Evidently my pursuer had followed the same collision course.
The lights of Cliff House were before me now. I raced toward them, avoiding strollers, and burst through the door of the restaurant, breathing hard. I wasn’t sure if Frankie would come in after me or not.
Ahead I saw the stairs to the dining room and the upper bar. I wanted to find shelter in the ladies’ room, but its downstairs location would be a trap. I climbed slowly, my knees weak. The bar was crowded and brightly lit, a cheerful haven from the dismal, foggy sea beyond huge windows. It would also be a haven from my attacker. I stood in the doorway, looking for a place to sit.
A group of people in Levi’s and windbreakers occupied a table in the far window bay. As I stood there, one of them, a woman with a round, freckled face and dark hair, spied me. She waved, her face crinkling into a wide grin.
“Hey, Sharon! Hello! Come on over!”
It was my friend Paula Mercer, a fine arts graduate from Berkeley who worked for the de Young Museum.
Almost collapsing with relief, I started across the bar. The group rearranged themselves as Paula greeted me, introducing everyone by first names and adding asides that led me to believe they were part of the local arts and crafts crowd. As I sat down and one of the guys called for another glass of wine, I glanced at the entry way.

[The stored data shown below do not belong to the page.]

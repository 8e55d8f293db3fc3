//! Error types for live-state synchronization.

use crate::types::ChannelKind;
use thiserror::Error;

/// Main error type for channel, publisher and resolver operations.
///
/// Every variant that names a channel is contained to that channel: the
/// publisher records it as that channel's outcome and the resolver moves
/// on to the next channel. A stale snapshot is not an error at all, see
/// [`Adoption::Stale`](crate::resolver::Adoption::Stale).
#[derive(Debug, Error)]
pub enum SyncError {
    #[error("{channel} unavailable: {reason}")]
    ChannelUnavailable { channel: ChannelKind, reason: String },

    #[error("Malformed payload on {channel}: {message}")]
    Deserialization { channel: ChannelKind, message: String },

    #[error("Encoded link is {encoded} characters (limit {limit})")]
    EncodingTooLarge { encoded: usize, limit: usize },

    #[error("Invalid live state: {0}")]
    InvalidState(String),

    #[error("Serialization error: {0}")]
    Serialization(String),

    #[error("IO error: {0}")]
    Io(#[from] std::io::Error),

    #[error("Invalid operation: {0}")]
    InvalidOperation(String),
}

impl SyncError {
    pub fn unavailable(channel: ChannelKind, reason: impl Into<String>) -> Self {
        SyncError::ChannelUnavailable {
            channel,
            reason: reason.into(),
        }
    }

    pub fn malformed(channel: ChannelKind, message: impl ToString) -> Self {
        SyncError::Deserialization {
            channel,
            message: message.to_string(),
        }
    }

    /// The channel this error is attributed to, if any.
    pub fn channel(&self) -> Option<ChannelKind> {
        match self {
            SyncError::ChannelUnavailable { channel, .. }
            | SyncError::Deserialization { channel, .. } => Some(*channel),
            SyncError::EncodingTooLarge { .. } => Some(ChannelKind::UrlParameters),
            _ => None,
        }
    }
}

impl From<serde_json::Error> for SyncError {
    fn from(e: serde_json::Error) -> Self {
        SyncError::Serialization(e.to_string())
    }
}

/// Result type for synchronization operations.
pub type Result<T> = std::result::Result<T, SyncError>;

Frankie stood there, his shiny suit rumpled and sweat-stained, his tie askew. His eyes scanned the room and came to rest on me. Our glances locked, and an icy dread frosted my limbs.
“Sharon?” Paula’s voice was concerned. “What’s the matter?”

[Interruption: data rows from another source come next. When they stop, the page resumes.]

//! Origin-scoped persistent storage channel.
//!
//! Three independent writes per publish: subject, settings, then the tick
//! (the version marker). Readers act on the tick only.

use super::{decode_str, read_consistent, Channel, ChannelReader, Delivery, Next, Subscription};
use crate::error::{Result, SyncError};
use crate::media::{OriginStorage, StorageListener};
use crate::refresh::RefreshToken;
use crate::types::{ChannelKind, ContextId, LiveState, Settings, Subject, Version};
use crossbeam_channel::RecvTimeoutError;
use std::time::Duration;
use tracing::debug;

pub const PERSON_KEY: &str = "streamingAppLivePerson";
pub const SETTINGS_KEY: &str = "streamingAppLiveSettings";
pub const TICK_KEY: &str = "streamingAppLiveUpdate";

pub struct StorageChannel {
    storage: OriginStorage,
    context: ContextId,
}

impl StorageChannel {
    /// `context` is the control context doing the writing.
    pub fn new(storage: OriginStorage, context: ContextId) -> Self {
        Self { storage, context }
    }
}

impl Channel for StorageChannel {
    fn kind(&self) -> ChannelKind {
        ChannelKind::PersistentStorage
    }

    fn publish(&self, state: &LiveState, _token: RefreshToken) -> Result<Delivery> {
        let person = serde_json::to_string(state.subject())?;
        let settings = serde_json::to_string(state.settings())?;

        self.storage.set_item(self.context, PERSON_KEY, &person)?;
        self.storage.set_item(self.context, SETTINGS_KEY, &settings)?;
        self.storage
            .set_item(self.context, TICK_KEY, &state.version().to_string())?;
        Ok(Delivery::Delivered)
    }
}

#[derive(Clone)]
pub struct StorageReader {
    storage: OriginStorage,
    context: ContextId,
    attempts: usize,
}

impl StorageReader {
    /// `context` is the display context doing the reading.
    pub fn new(storage: OriginStorage, context: ContextId, attempts: usize) -> Self {
        Self {
            storage,
            context,
            attempts,
        }
    }

    fn read_tick(&self) -> Result<Option<Version>> {
        match self.storage.get_item(TICK_KEY)? {
            Some(raw) => Version::parse(&raw).map(Some).ok_or_else(|| {
                SyncError::malformed(
                    ChannelKind::PersistentStorage,
                    format!("bad tick value {:?}", raw),
                )
            }),
            None => Ok(None),
        }
    }

    fn read_payload(&self) -> Result<(Subject, Settings)> {
        let subject = match self.storage.get_item(PERSON_KEY)? {
            Some(raw) => decode_str(ChannelKind::PersistentStorage, &raw)?,
            None => Subject::Empty,
        };
        let settings = match self.storage.get_item(SETTINGS_KEY)? {
            Some(raw) => decode_str(ChannelKind::PersistentStorage, &raw)?,
            None => Settings::default(),
        };
        Ok((subject, settings))
    }
}

impl ChannelReader for StorageReader {
    fn kind(&self) -> ChannelKind {
        ChannelKind::PersistentStorage
    }

    fn read(&self) -> Result<Option<LiveState>> {
        read_consistent(
            ChannelKind::PersistentStorage,
            self.attempts,
            || self.read_tick(),
            || self.read_payload(),
        )
    }

    fn subscribe(&self) -> Result<Option<Box<dyn Subscription>>> {
        let listener = self.storage.listen(self.context)?;
        Ok(Some(Box::new(StorageSubscription {
            listener,
            reader: self.clone(),
            seen: None,
        })))
    }
}

/// Change events only wake the subscription; the tick decides whether
/// there is anything new. The tick is also checked on every idle timeout,
/// since a context never hears about its own writes and a full listener
/// queue drops events.
struct StorageSubscription {
    listener: StorageListener,
    reader: StorageReader,
    /// Raw tick value last handed to the resolver.
    seen: Option<String>,
}

impl StorageSubscription {
    fn check_tick(&mut self) -> Next {
        let tick = match self.reader.storage.get_item(TICK_KEY) {
            Ok(Some(tick)) => tick,
            Ok(None) => return Next::Idle,
            Err(e) => {
                debug!(error = %e, "storage unreadable, waiting");
                return Next::Idle;
            }
        };
        if self.seen.as_deref() == Some(tick.as_str()) {
            return Next::Idle;
        }
        self.seen = Some(tick);

        match self.reader.read() {
            Ok(Some(state)) => Next::Candidate(Ok(state)),
            Ok(None) => Next::Idle,
            Err(e) => Next::Candidate(Err(e)),
        }
    }
}

impl Subscription for StorageSubscription {
    fn kind(&self) -> ChannelKind {
        ChannelKind::PersistentStorage
    }

    fn next_timeout(&mut self, timeout: Duration) -> Next {
        match self.listener.receiver.recv_timeout(timeout) {
            Ok(_) => while self.listener.receiver.try_recv().is_ok() {},
            Err(RecvTimeoutError::Timeout) => {}
            Err(RecvTimeoutError::Disconnected) => return Next::Closed,
        }
        self.check_tick()
    }
}

#[cfg(test)]
mod tests {
    use super::*;
    use crate::config::SyncConfig;
    use crate::types::Person;

    fn setup() -> (OriginStorage, StorageChannel, StorageReader, ContextId) {
        let storage = OriginStorage::in_memory(64 * 1024);
        let control = ContextId::fresh();
        let display = ContextId::fresh();
        let channel = StorageChannel::new(storage.clone(), control);
        let reader = StorageReader::new(storage.clone(), display, 3);
        (storage, channel, reader, control)
    }

    #[test]
    fn test_three_keys_written() {
        let (storage, channel, reader, _) = setup();
        let state = LiveState::new(Person::new(1, "Ada"), Settings::defaults(), Version(12));

        channel.publish(&state, RefreshToken(12)).unwrap();

        assert_eq!(storage.get_item(TICK_KEY).unwrap().as_deref(), Some("12"));
        assert!(storage.get_item(PERSON_KEY).unwrap().is_some());
        assert!(storage.get_item(SETTINGS_KEY).unwrap().is_some());
        assert_eq!(reader.read().unwrap(), Some(state));
    }

    #[test]
    fn test_other_context_is_notified() {
        let (_, channel, reader, _) = setup();
        let mut sub = reader.subscribe().unwrap().unwrap();

        let state = LiveState::new(Person::new(1, "Ada"), Settings::defaults(), Version(3));
        channel.publish(&state, RefreshToken(3)).unwrap();

        // Person and settings writes come first and are skipped.
        let mut got = None;
        for _ in 0..3 {
            if let Next::Candidate(Ok(s)) = sub.next_timeout(Duration::from_millis(100)) {
                got = Some(s);
                break;
            }
        }
        assert_eq!(got.map(|s| s.version()), Some(Version(3)));
    }

    #[test]
    fn test_same_context_picks_up_own_writes() {
        let (storage, channel, _, control) = setup();
        let same_doc = StorageReader::new(storage.clone(), control, 3);
        let mut sub = same_doc.subscribe().unwrap().unwrap();

        channel
            .publish(&LiveState::empty(Settings::default(), Version(1)), RefreshToken(1))
            .unwrap();

        // No change event reaches the writer's own context.
        assert_eq!(storage.listener_count(), 1);
        match sub.next_timeout(Duration::from_millis(30)) {
            Next::Candidate(Ok(state)) => assert_eq!(state.version(), Version(1)),
            other => panic!("Expected candidate, got {:?}", other),
        }
        assert!(matches!(sub.next_timeout(Duration::from_millis(10)), Next::Idle));
    }

    #[test]
    fn test_dropped_tick_event_is_recovered() {
        // Room for the person and settings events only.
        let storage = OriginStorage::from_config(&SyncConfig {
            buffer_size: 2,
            ..Default::default()
        })
        .unwrap();
        let control = ContextId::fresh();
        let channel = StorageChannel::new(storage.clone(), control);
        let reader = StorageReader::new(storage, ContextId::fresh(), 3);
        let mut sub = reader.subscribe().unwrap().unwrap();

        let state = LiveState::new(Person::new(1, "Ada"), Settings::defaults(), Version(8));
        channel.publish(&state, RefreshToken(8)).unwrap();

        match sub.next_timeout(Duration::from_millis(30)) {
            Next::Candidate(Ok(got)) => assert_eq!(got, state),
            other => panic!("Expected candidate, got {:?}", other),
        }
    }

    #[test]
    fn test_bad_tick_is_malformed() {
        let (storage, _, reader, control) = setup();
        storage.set_item(control, TICK_KEY, "soon").unwrap();
        assert!(matches!(reader.read(), Err(SyncError::Deserialization { .. })));
    }

    #[test]
    fn test_quota_failure_propagates() {
        let storage = OriginStorage::in_memory(32);
        let channel = StorageChannel::new(storage, ContextId::fresh());
        let result = channel.publish(
            &LiveState::new(Person::new(1, "Ada"), Settings::defaults(), Version(1)),
            RefreshToken(1),
        );
        assert!(matches!(result, Err(SyncError::ChannelUnavailable { .. })));
    }
}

I dragged my eyes away from Frankie. “What?”
“I said, what’s wrong? You just turned a ghastly shade of pale!”
The waitress placed a glass of Chablis in front of me, and I grabbed it, gulping deeply. “I’ll be all right,” I said. “I’m just in a little trouble.”
Comprehension flooded Paula’s features. “I thought you looked strange when you came in. Is it a case?”

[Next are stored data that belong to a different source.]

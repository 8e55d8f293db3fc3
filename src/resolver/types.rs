//! Resolver types.

use crate::channels::DisplayParams;
use crate::types::{LiveState, Person, Settings, Subject, Version};

/// Lifecycle of a display's resolver.
#[derive(Clone, Copy, Debug, PartialEq, Eq)]
pub enum ResolverState {
    /// Nothing attempted yet.
    Uninitialized,
    /// Channels queried or subscribed, nothing accepted.
    Subscribed,
    /// Holding an accepted snapshot. Re-entered on every adoption.
    Converged,
}

/// How a display learns about changes.
#[derive(Clone, Copy, Debug, PartialEq, Eq, Default)]
pub enum ResolveMode {
    /// Push subscriptions where a channel can notify, polling for the rest.
    #[default]
    Listen,
    /// Poll every channel at the interval; no listeners. For embeds that
    /// cannot receive messages.
    Poll,
}

impl ResolveMode {
    pub fn from_params(params: &DisplayParams) -> Self {
        if params.receiver {
            ResolveMode::Poll
        } else {
            ResolveMode::Listen
        }
    }
}

/// Result of offering a candidate to the resolver.
#[derive(Clone, Copy, Debug, PartialEq, Eq)]
pub enum Adoption {
    Accepted,
    /// Not strictly newer than what is held. Not an error.
    Stale { held: Version },
}

/// What the renderer should draw.
#[derive(Clone, Debug, PartialEq)]
pub enum DisplayView {
    /// Nothing accepted yet.
    Waiting,
    /// An accepted snapshot with nobody live.
    Blank,
    Show { person: Person, settings: Settings },
}

impl DisplayView {
    pub fn from_state(state: &LiveState) -> Self {
        match state.subject() {
            Subject::Person(person) => DisplayView::Show {
                person: person.clone(),
                settings: state.settings().clone(),
            },
            Subject::Empty => DisplayView::Blank,
        }
    }

    pub fn is_waiting(&self) -> bool {
        matches!(self, DisplayView::Waiting)
    }
}

/// Draws accepted snapshots.
///
/// Called with the resolver's held state locked, in adoption order. Must
/// not call back into the resolver.
pub trait Renderer: Send + Sync {
    fn render(&self, view: &DisplayView);
}

impl<F> Renderer for F
where
    F: Fn(&DisplayView) + Send + Sync,
{
    fn render(&self, view: &DisplayView) {
        self(view)
    }
}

I nodded. “I don’t know what I would have done if you hadn’t been here. Will you help me?”
“Of course.”
“Don’t leave me, that’s all. Not for a second. And when you go, give me a ride to my car. It’s parked up on Point Lobos.”
Paula frowned. “Don’t worry about a thing. But shouldn’t you tell the police if someone’s out to get you?”
I glanced at the entry way. Frankie had disappeared.
“No, it’s not that sort of thing,” I said. “Don’t you worry either.” I felt slightly more normal, thanks to the wine.
“Look, Paula,” I went on, realizing my friend could help with one of my more mundane problems, “I don’t want to go into it now, but the case I’m on involves taking an inventory of some art objects.”
“You?” Paula clapped a hand to her forehead. “God help whomever the inventory’s for!”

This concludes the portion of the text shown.